Ryan Isaac: Ya, there is a lot there. Let’s talk about having the wrong type of entity structure.

Reese Harper: Nice.

Ryan Isaac: This feels like another really broad topic but a few examples that come to mind are a recent client who was filing his…well, he didn’t have an actual separate entity set up for his business. Everything was just being filed to his personal filings. This was happening for years, like fifteen years. With a simple switch in conjunction with his CPA and attorney, involves a few people to get this right and know what is best on an individual situation, but in conjunction with those people we made a simple switch that will save about $22,000 a year in payroll taxes by making that switch. He has got another decade to practice, so we are talking about, with no growth, $200,000 of savings.

Reese Harper: And at 5% growth you are talking more like $600,000, right? That is over twenty years.

Ryan Isaac: Ya it is almost $700,000, which adds about two grand to his monthly retirement just by making a small change to his entity structure.

Reese Harper: I can think of another situation like that as well. I have bumped into cases where I have noticed that they missed pretty large deductions that they could be taking on interest expense from loans. I can think of one case I saw recently where the interest expense was being paid out of a personal checking account on the debt. The CPA wasn’t privy to seeing the debt payments themselves. He didn’t really see the information flowing through. This person bought a large practice and had a large loan to buy out 50% of a practice and a lot of the debt payments, or all of them, were coming out of their personal checking account. For three years the interest expense from that debt was not being deducted. It was into the fourth year that they finally started, well actually, I came across it and was like, “where is the deduction that you are taking for this interest expense that you are paying on these loans?”. It just wasn’t getting written off. There was not an entity set up for that practice.
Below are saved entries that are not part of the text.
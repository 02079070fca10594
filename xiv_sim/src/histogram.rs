//! Equal-width histogram rendered as text bars

/// One bucket: damage range [lower, upper) and its count
#[derive(Debug, Clone, Copy, PartialEq, Eq)]
pub struct Bin {
    pub lower: i64,
    pub upper: i64,
    pub count: usize,
}

#[derive(Debug, Clone, PartialEq, Eq)]
pub struct Histogram {
    bins: Vec<Bin>,
}

impl Histogram {
    /// Bucket `samples` into `bins` equal-width bins covering [min, max]
    ///
    /// The top bin is closed so the maximum lands in it.
    pub fn new(samples: &[i64], bins: usize) -> Self {
        let (Some(&min), Some(&max)) = (samples.iter().min(), samples.iter().max()) else {
            return Histogram { bins: Vec::new() };
        };
        let bins = bins.max(1);
        let span = max - min + 1;
        // Ceiling so the bins reach past max
        let width = ((span + bins as i64 - 1) / bins as i64).max(1);
        let bin_count = ((span + width - 1) / width) as usize;

        let mut counts = vec![0usize; bin_count];
        for &sample in samples {
            let idx = ((sample - min) / width) as usize;
            counts[idx.min(bin_count - 1)] += 1;
        }

        let bins = counts
            .into_iter()
            .enumerate()
            .map(|(i, count)| {
                let lower = min + i as i64 * width;
                Bin {
                    lower,
                    upper: lower + width,
                    count,
                }
            })
            .collect();
        Histogram { bins }
    }

    pub fn bins(&self) -> &[Bin] {
        &self.bins
    }

    pub fn total(&self) -> usize {
        self.bins.iter().map(|b| b.count).sum()
    }

    /// Render one line per bin, bars scaled so the fullest bin is `width` wide
    pub fn render(&self, width: usize) -> String {
        let peak = self.bins.iter().map(|b| b.count).max().unwrap_or(0);
        let mut out = String::new();
        for bin in &self.bins {
            let bar = if peak == 0 { 0 } else { bin.count * width / peak };
            out.push_str(&format!(
                "{:>7} - {:<7} {:>7} {}\n",
                bin.lower,
                bin.upper - 1,
                bin.count,
                "#".repeat(bar)
            ));
        }
        out
    }
}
It was crazy to look at that and in that situation we can go back and reclaim. You can amend returns at some level to make up for what had happened over the previous few years, but it is not always possible to go back and amend further than three years. Sometimes you lose out on big expenses that you could have picked up otherwise. There are a lot of cases when tax returns just aren’t filed as thoroughly and that is not always the CPA’s fault. Sometimes it’s just the communication between the CPA and the client, but man, people miss deductions a lot. Whether it could be that they had kids who weren’t on the tax returns, or you will see interest expenses not be there, you will see charitable deductions not be taken, you will see interest income be misclassified, tax free interest being reported as taxable interest, there are a lot of things that kind of surprise me that get done.

Ryan Isaac: Ya, I was just going to say on the other side of that coin, I had a recent conversation with a client who had attended a seminar and was pitched a really, really complicated entity structure. It was a single doctor, single practice, one location business. He was pitched this idea of multiple shell corporations and moving money from one to the other. So on the other side of this coin…

Reese Harper: Offshore trust.

Ryan Isaac: Ya, lot’s of offshore trusts. The other side of that is making things too complicated by trying to get tricky with the IRS. It ends up just costing a lot of money and filing returns and maybe even running the risk of an audit by doing something a little too sketchy.

Reese Harper: That is great. Let’s talk about financing on equipment or on student loans or on real estate or credit lines. Financing seems like an area where leaks come up quite often.

Ryan Isaac: Could be a big leak. This one is always interesting. Every year when we take time to go through our clients loans we are checking for things like, basic stuff, how many years are left on the loan and what is the rate at. What we want to do is just see if there is anything better. If you started at a ten year loan and you paid for three years you are now down to seven, are there seven year loans out there with a lower interest rate than your ten year loan. If so, let’s re finance that. Let’s change it. It is always fascinating to see that when we do it every year it is literally millions of dollars that people end up saving commutatively across all of our clients that do this when they make a simple switch. They might shave an extra year off of a loan or drop their rate half of a percent.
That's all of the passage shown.